▶ [Problem details]: Of all the entries below, only the lines from the one with "fn on_tick(&mut self, tick: Tick)" up to and including the one with "render_in_random_blocks(&mut clock, TOTAL_FRAMES, seed);" are to be duplicated exactly.

▶ [Records provided]:
-.-.-
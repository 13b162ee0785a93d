// Sequencer module
// Musical time, the audio-driven tick clock and the song timeline dispatcher

pub mod click;
pub mod dispatcher;
pub mod driver;
pub mod song;
pub mod tick_clock;
pub mod timeline;

pub use click::{ClickBurst, ClickType};
pub use dispatcher::{
    DispatchError, DispatcherState, StopHandle, TimelineDispatcher, TimelineObserver,
};
pub use driver::{DispatchLoop, ManualClock, run_offline};
pub use song::{
    AudioCue, ControlChange, DeviceId, MidiPreset, Section, Setlist, Song, SongEvent, TimedEvent,
};
pub use tick_clock::{ClockControl, ClockHandle, ClockListener, TickClock};
pub use timeline::{
    BarPosition, DEFAULT_PPQN, MIDI_CLOCK_PPQN, Tempo, Tick, TimeSignature, TimingError,
};
// StageClock - Library exports for the binary, tests and benchmarks

pub mod audio;
pub mod config;
pub mod connection;
pub mod messaging;
pub mod midi;
pub mod sequencer;

// Re-export commonly used types for convenience
pub use audio::{AudioDeviceManager, AudioSource, ChannelRouter, CpalConnector, RoutingError};
pub use config::{ConfigError, EngineConfig};
pub use connection::{DeviceError, DeviceManager, DeviceStatus, ReconnectPolicy};
pub use messaging::{Notification, NotificationSink, RingNotifier};
pub use midi::{ClockSync, MidiDeviceManager, MidiMessage, PresetRouter};
pub use sequencer::{
    ClockHandle, ClockListener, DispatchLoop, DispatcherState, Setlist, Song, Tempo, TickClock,
    TimeSignature, TimelineDispatcher, TimelineObserver,
};
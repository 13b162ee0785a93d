// Integration test: tick clock behaviour independent of the audio buffer size

use rand::{Rng, SeedableRng, rngs::StdRng};
use stageclock::sequencer::{ClockListener, Tempo, Tick, TickClock, TimeSignature};
use std::sync::{Arc, Mutex};

#[derive(Clone, Default)]
struct TickLog {
    ticks: Arc<Mutex<Vec<Tick>>>,
    beats: Arc<Mutex<Vec<(u32, u64)>>>,
}

impl ClockListener for TickLog {
    fn on_tick(&mut self, tick: Tick) {
        self.ticks.lock().unwrap().push(tick);
    }

    fn on_beat(&mut self, beat: u32, bar: u64) {
        self.beats.lock().unwrap().push((beat, bar));
    }
}

fn running_clock(sample_rate: u32, tempo: Tempo) -> (TickClock, TickLog) {
    let mut clock = TickClock::new(sample_rate, 480, tempo).unwrap();
    let log = TickLog::default();
    clock.add_listener(Box::new(log.clone()));
    clock.start();
    (clock, log)
}

fn render_in_random_blocks(clock: &mut TickClock, total_frames: usize, seed: u64) {
    let mut rng = StdRng::seed_from_u64(seed);
    let mut buffer = vec![0.0f32; 2 * 4096];
    let mut rendered = 0;
    while rendered < total_frames {
        let frames = rng.gen_range(1..=4096).min(total_frames - rendered);
        rendered += clock.render_stereo(&mut buffer, frames);
    }
}

#[test]
fn test_tick_count_independent_of_buffer_size() {
    const TOTAL_FRAMES: usize = 44100 * 3;

    let (mut reference, _) = running_clock(44100, Tempo::default());
    let mut buffer = vec![0.0f32; TOTAL_FRAMES * 2];
    reference.render_stereo(&mut buffer, TOTAL_FRAMES);

    for seed in 0..8 {
        let (mut clock, _) = running_clock(44100, Tempo::default());
        render_in_random_blocks(&mut clock, TOTAL_FRAMES, seed);
        assert_eq!(clock.tick(), reference.tick(), "seed {}", seed);
    }
    // 3 s at 120 BPM is 6 beats
    assert_eq!(reference.tick(), 6 * 480);
}

#[test]
fn test_ticks_are_consecutive_and_beats_follow_meter() {
    let tempo = Tempo::new(120.0, TimeSignature::three_four()).unwrap();
    let (mut clock, log) = running_clock(44100, tempo);
    render_in_random_blocks(&mut clock, 44100 * 4, 42);

    let ticks = log.ticks.lock().unwrap().clone();
    assert_eq!(ticks.len() as u64, clock.tick());
    assert!(ticks.iter().enumerate().all(|(i, t)| *t == i as u64 + 1));

    // 8 beats in 4 s; beat index cycles through the 3/4 bar
    let beats = log.beats.lock().unwrap().clone();
    assert_eq!(
        beats,
        vec![(1, 0), (2, 0), (0, 1), (1, 1), (2, 1), (0, 2), (1, 2), (2, 2)]
    );
}

#[test]
fn test_doubling_bpm_halves_frames_per_tick() {
    let (mut slow, _) = running_clock(44100, Tempo::with_bpm(120.0).unwrap());
    let (mut fast, _) = running_clock(44100, Tempo::with_bpm(240.0).unwrap());

    let mut buffer = vec![0.0f32; 44100 * 2];
    slow.render_stereo(&mut buffer, 44100);
    fast.render_stereo(&mut buffer, 22050);

    assert_eq!(slow.tick(), 960);
    assert_eq!(fast.tick(), slow.tick());
}

#[test]
fn test_tempo_change_takes_effect_mid_stream() {
    let (mut clock, _) = running_clock(44100, Tempo::default());
    let mut buffer = vec![0.0f32; 44100 * 2];

    clock.render_stereo(&mut buffer, 22050);
    assert_eq!(clock.tick(), 480);

    clock.change_tempo(Tempo::with_bpm(240.0).unwrap());
    clock.render_stereo(&mut buffer, 22050);
    assert_eq!(clock.tick(), 480 + 960);
}

#[test]
fn test_click_lands_on_every_beat() {
    let (mut clock, _) = running_clock(48000, Tempo::default());
    let mut buffer = vec![0.0f32; 48000 * 2];
    clock.render_stereo(&mut buffer, 48000);

    // Beats at 0.5 s and 1.0 s; the second starts one frame before the end
    let first_beat = 24000;
    let left: Vec<f32> = buffer.iter().step_by(2).copied().collect();
    assert!(left[..first_beat - 1].iter().all(|s| *s == 0.0));
    assert!(left[first_beat..first_beat + 480].iter().any(|s| s.abs() > 0.1));
}
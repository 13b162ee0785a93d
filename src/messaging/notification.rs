// Notifications - device faults, reconnects and performance events for display
//
// Payloads carry only owned data so a notification can cross threads through
// the ring buffer. `Beat` is plain Copy data: it is built on the audio thread.

use crate::sequencer::{DeviceId, TimeSignature};
use std::fmt;
use std::time::{SystemTime, UNIX_EPOCH};

/// Severity of a notification
#[derive(Debug, Clone, Copy, PartialEq, Eq)]
pub enum NotificationLevel {
    Info,
    Warning,
    Error,
}

/// Subsystem a notification comes from
#[derive(Debug, Clone, Copy, PartialEq, Eq)]
pub enum NotificationCategory {
    Midi,
    Audio,
    Transport,
    Generic,
}

/// What happened
#[derive(Debug, Clone, PartialEq)]
pub enum NotificationKind {
    Fault { device: String, cause: String },
    Reconnected { device: String },
    Beat { beat: u32, bar: u64 },
    SongStarted { index: usize, title: String },
    SectionChanged {
        name: String,
        bpm: f64,
        time_signature: TimeSignature,
    },
    PresetChanged {
        device: DeviceId,
        channel: u8,
        program: u8,
    },
    CueFired { sample_ref: String, gain_db: f32 },
    SongFinished { index: usize, title: String },
    SetlistCompleted { name: String },
    Message(String),
}

impl NotificationKind {
    fn level(&self) -> NotificationLevel {
        match self {
            NotificationKind::Fault { .. } => NotificationLevel::Error,
            _ => NotificationLevel::Info,
        }
    }
}

impl fmt::Display for NotificationKind {
    fn fmt(&self, f: &mut fmt::Formatter<'_>) -> fmt::Result {
        match self {
            NotificationKind::Fault { device, cause } => {
                write!(f, "Device '{}' faulted: {}", device, cause)
            }
            NotificationKind::Reconnected { device } => write!(f, "Device '{}' reconnected", device),
            NotificationKind::Beat { beat, bar } => write!(f, "Bar {} beat {}", bar + 1, beat + 1),
            NotificationKind::SongStarted { index, title } => {
                write!(f, "Song {} started: {}", index + 1, title)
            }
            NotificationKind::SectionChanged {
                name,
                bpm,
                time_signature,
            } => write!(f, "Section '{}' ({:.1} BPM {})", name, bpm, time_signature),
            NotificationKind::PresetChanged {
                device,
                channel,
                program,
            } => write!(f, "Preset {} ch{} -> program {}", device, channel + 1, program),
            NotificationKind::CueFired { sample_ref, gain_db } => {
                write!(f, "Cue '{}' ({:+.1} dB)", sample_ref, gain_db)
            }
            NotificationKind::SongFinished { index, title } => {
                write!(f, "Song {} finished: {}", index + 1, title)
            }
            NotificationKind::SetlistCompleted { name } => write!(f, "Setlist '{}' completed", name),
            NotificationKind::Message(message) => f.write_str(message),
        }
    }
}

/// Notification with timestamp and metadata
#[derive(Debug, Clone)]
pub struct Notification {
    pub level: NotificationLevel,
    pub category: NotificationCategory,
    pub kind: NotificationKind,
    pub timestamp: u64, // Unix timestamp in milliseconds
}

impl Notification {
    /// Creates a notification stamped with the current time
    pub fn new(level: NotificationLevel, category: NotificationCategory, kind: NotificationKind) -> Self {
        let timestamp = SystemTime::now()
            .duration_since(UNIX_EPOCH)
            .unwrap_or_default()
            .as_millis() as u64;

        Self {
            level,
            category,
            kind,
            timestamp,
        }
    }

    /// Level derived from the kind
    pub fn of(category: NotificationCategory, kind: NotificationKind) -> Self {
        Self::new(kind.level(), category, kind)
    }

    pub fn fault(category: NotificationCategory, device: &str, cause: impl Into<String>) -> Self {
        Self::of(
            category,
            NotificationKind::Fault {
                device: device.to_string(),
                cause: cause.into(),
            },
        )
    }

    pub fn reconnected(category: NotificationCategory, device: &str) -> Self {
        Self::of(
            category,
            NotificationKind::Reconnected {
                device: device.to_string(),
            },
        )
    }

    pub fn info(category: NotificationCategory, message: String) -> Self {
        Self::new(NotificationLevel::Info, category, NotificationKind::Message(message))
    }

    pub fn warning(category: NotificationCategory, message: String) -> Self {
        Self::new(NotificationLevel::Warning, category, NotificationKind::Message(message))
    }

    /// Human-readable text
    pub fn message(&self) -> String {
        self.kind.to_string()
    }

    /// True if the notification is younger than `max_age_ms`
    pub fn is_recent(&self, max_age_ms: u64) -> bool {
        let now = SystemTime::now()
            .duration_since(UNIX_EPOCH)
            .unwrap_or_default()
            .as_millis() as u64;

        now.saturating_sub(self.timestamp) < max_age_ms
    }
}
impl<C: PortConnector> Inner<C> {
    fn slot(&self, name: &str) -> Option<Slot<C::Port>> {
        self.ports
            .read()
            .unwrap_or_else(PoisonError::into_inner)
            .get(name)
            .cloned()
    }

    fn slot_or_insert(&self, name: &str) -> Slot<C::Port> {
        if let Some(slot) = self.slot(name) {
            return slot;
        }
        let mut ports = self.ports.write().unwrap_or_else(PoisonError::into_inner);
        Arc::clone(
            ports
                .entry(name.to_string())
                .or_insert_with(|| Arc::new(Mutex::new(PortSlot::new()))),
        )
    }

    fn snapshot(&self) -> Vec<(String, Slot<C::Port>)> {
        self.ports
            .read()
            .unwrap_or_else(PoisonError::into_inner)
            .iter()
            .map(|(name, slot)| (name.clone(), Arc::clone(slot)))
            .collect()
    }

    /// Open `name` with no lock held, then install the handle and replay the
    /// queue. Returns the number of replayed messages once the port is up;
    /// None when the open or the replay failed, or another thread is opening it.
    fn connect(
        &self,
        name: &str,
        slot: &Mutex<PortSlot<C::Port>>,
        deferred: &mut Deferred<C::Port>,
    ) -> Option<usize> {
        let generation = {
            let mut slot = lock_slot(slot);
            if slot.opening {
                return None;
            }
            slot.opening = true;
            slot.status.set(DeviceStatus::Connecting);
            slot.generation + 1
        };

        let target: Weak<dyn FaultTarget> = self.weak.clone();
        let reporter = FaultReporter::new(target, name, generation);
        let opened = self.connector.open(name, reporter);

        let mut slot = lock_slot(slot);
        slot.opening = false;
        match opened {
            Ok(port) => {
                if self.disposed.load(Ordering::Acquire) {
                    deferred.retired.push(port);
                    return None;
                }
                slot.generation = generation;
                deferred.retired.extend(slot.handle.replace(port));
                slot.faulted = false;
                slot.pending_fault = None;
                slot.status.set(DeviceStatus::Connected);

                match slot.drain() {
                    Ok(replayed) => Some(replayed),
                    Err(e) => {
                        self.fault_now(name, &mut slot, &e, deferred);
                        None
                    }
                }
            }
            Err(e) => {
                log::debug!("Opening '{}' failed: {}", name, e);
                self.fault_now(name, &mut slot, &e, deferred);
                None
            }
        }
    }

    /// Fault raised on a control thread: announce it right away
    fn fault_now(
        &self,
        name: &str,
        slot: &mut PortSlot<C::Port>,
        error: &DeviceError,
        deferred: &mut Deferred<C::Port>,
    ) {
        let (handle, fresh) = slot.mark_faulted();
        deferred.retired.extend(handle);
        if fresh {
            log::warn!("Device '{}' faulted: {}", name, error);
            deferred
                .notifications
                .push(Notification::fault(self.category, name, error.to_string()));
        }
    }

    fn finish(&self, deferred: Deferred<C::Port>) {
        drop(deferred.retired);
        for notification in deferred.notifications {
            self.sink.notify(notification);
        }
    }

    /// Get the slot for `name`, opening the port on first use
    fn slot_or_open(&self, name: &str, deferred: &mut Deferred<C::Port>) -> Slot<C::Port> {
        let slot = self.slot_or_insert(name);
        let fresh = lock_slot(&slot).is_fresh();
        if fresh {
            self.connect(name, &slot, deferred);
        }
        slot
    }

    /// One reconnect poll over every port. A fault announced by this poll is
    /// retried on the next one.
    fn poll(&self) {
        for (name, slot) in self.snapshot() {
            let mut deferred = Deferred::new();
            let retry = {
                let mut slot = lock_slot(&slot);
                if let Some(error) = slot.pending_fault.take() {
                    deferred.retired.extend(slot.handle.take());
                    log::warn!("Device '{}' faulted: {}", name, error);
                    deferred
                        .notifications
                        .push(Notification::fault(self.category, &name, error.to_string()));
                    false
                } else {
                    slot.faulted && !slot.opening
                }
            };

            if retry {
                if let Some(replayed) = self.connect(&name, &slot, &mut deferred) {
                    log::info!("Device '{}' reconnected ({} queued replayed)", name, replayed);
                    deferred
                        .notifications
                        .push(Notification::reconnected(self.category, &name));
                }
            }
            self.finish(deferred);
        }
    }

    fn ensure_supervisor(&self) {
        if self.disposed.load(Ordering::Acquire) {
            return;
        }
        let mut supervisor = self.supervisor.lock().unwrap_or_else(PoisonError::into_inner);
        if supervisor.is_some() {
            return;
        }

        let weak = self.weak.clone();
        let token = self.token.clone();
        let interval = self.policy.interval();
        let spawned = thread::Builder::new()
            .name("device-reconnect".to_string())
            .spawn(move || {
                log::debug!("Reconnect loop started ({:?} interval)", interval);
                while !token.wait_timeout(interval) {
                    let Some(inner) = weak.upgrade() else { break };
                    if inner.disposed.load(Ordering::Acquire) {
                        break;
                    }
                    inner.poll();
                }
                log::debug!("Reconnect loop exited");
            });

        match spawned {
            Ok(handle) => *supervisor = Some(handle),
            Err(e) => log::error!("Failed to start reconnect loop: {}", e),
        }
    }
}

impl<C: PortConnector> FaultTarget for Inner<C> {
    fn report_fault(&self, port: &str, generation: u64, error: DeviceError) {
        let Some(slot) = self.slot(port) else {
            return;
        };
        let flagged = {
            let mut slot = lock_slot(&slot);
            slot.generation == generation && slot.flag_fault(error)
        };
        if flagged {
            self.token.wake();
        }
    }
}

impl<C: PortConnector> Drop for Inner<C> {
    fn drop(&mut self) {
        self.token.cancel();
    }
}

/// Fault-tolerant owner of all ports of one transport (audio or MIDI)
pub struct DeviceManager<C: PortConnector> {
    inner: Arc<Inner<C>>,
}
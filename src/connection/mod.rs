// Connection module - device lifecycle shared by audio and MIDI transports

pub mod manager;
pub mod port;
pub mod reconnect;
pub mod status;

pub use manager::DeviceManager;
pub use port::{DevicePort, FaultReporter, PortConnector};
pub use reconnect::{CancellationToken, ReconnectPolicy};
pub use status::{AtomicDeviceStatus, DeviceStatus};

use thiserror::Error;

#[derive(Debug, Clone, PartialEq, Eq, Error)]
pub enum DeviceError {
    #[error("Configuration error: {0}")]
    Configuration(String),

    #[error("Device '{0}' not found")]
    NotFound(String),

    #[error("Failed to open '{name}': {reason}")]
    Open { name: String, reason: String },

    #[error("Send failed: {0}")]
    SendFailed(String),

    #[error("Device stopped with error: {0}")]
    Stream(String),

    #[error("No port configured for {0}")]
    Unroutable(String),

    #[error("Device manager disposed")]
    Disposed,
}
-.-.-
▶ [Answer for the task]:
    fn on_tick(&mut self, tick: Tick) {
        self.ticks.lock().unwrap().push(tick);
    }

    fn on_beat(&mut self, beat: u32, bar: u64) {
        self.beats.lock().unwrap().push((beat, bar));
    }
}

fn running_clock(sample_rate: u32, tempo: Tempo) -> (TickClock, TickLog) {
    let mut clock = TickClock::new(sample_rate, 480, tempo).unwrap();
    let log = TickLog::default();
    clock.add_listener(Box::new(log.clone()));
    clock.start();
    (clock, log)
}

fn render_in_random_blocks(clock: &mut TickClock, total_frames: usize, seed: u64) {
    let mut rng = StdRng::seed_from_u64(seed);
    let mut buffer = vec![0.0f32; 2 * 4096];
    let mut rendered = 0;
    while rendered < total_frames {
        let frames = rng.gen_range(1..=4096).min(total_frames - rendered);
        rendered += clock.render_stereo(&mut buffer, frames);
    }
}

#[test]
fn test_tick_count_independent_of_buffer_size() {
    const TOTAL_FRAMES: usize = 44100 * 3;

    let (mut reference, _) = running_clock(44100, Tempo::default());
    let mut buffer = vec![0.0f32; TOTAL_FRAMES * 2];
    reference.render_stereo(&mut buffer, TOTAL_FRAMES);

    for seed in 0..8 {
        let (mut clock, _) = running_clock(44100, Tempo::default());
        render_in_random_blocks(&mut clock, TOTAL_FRAMES, seed);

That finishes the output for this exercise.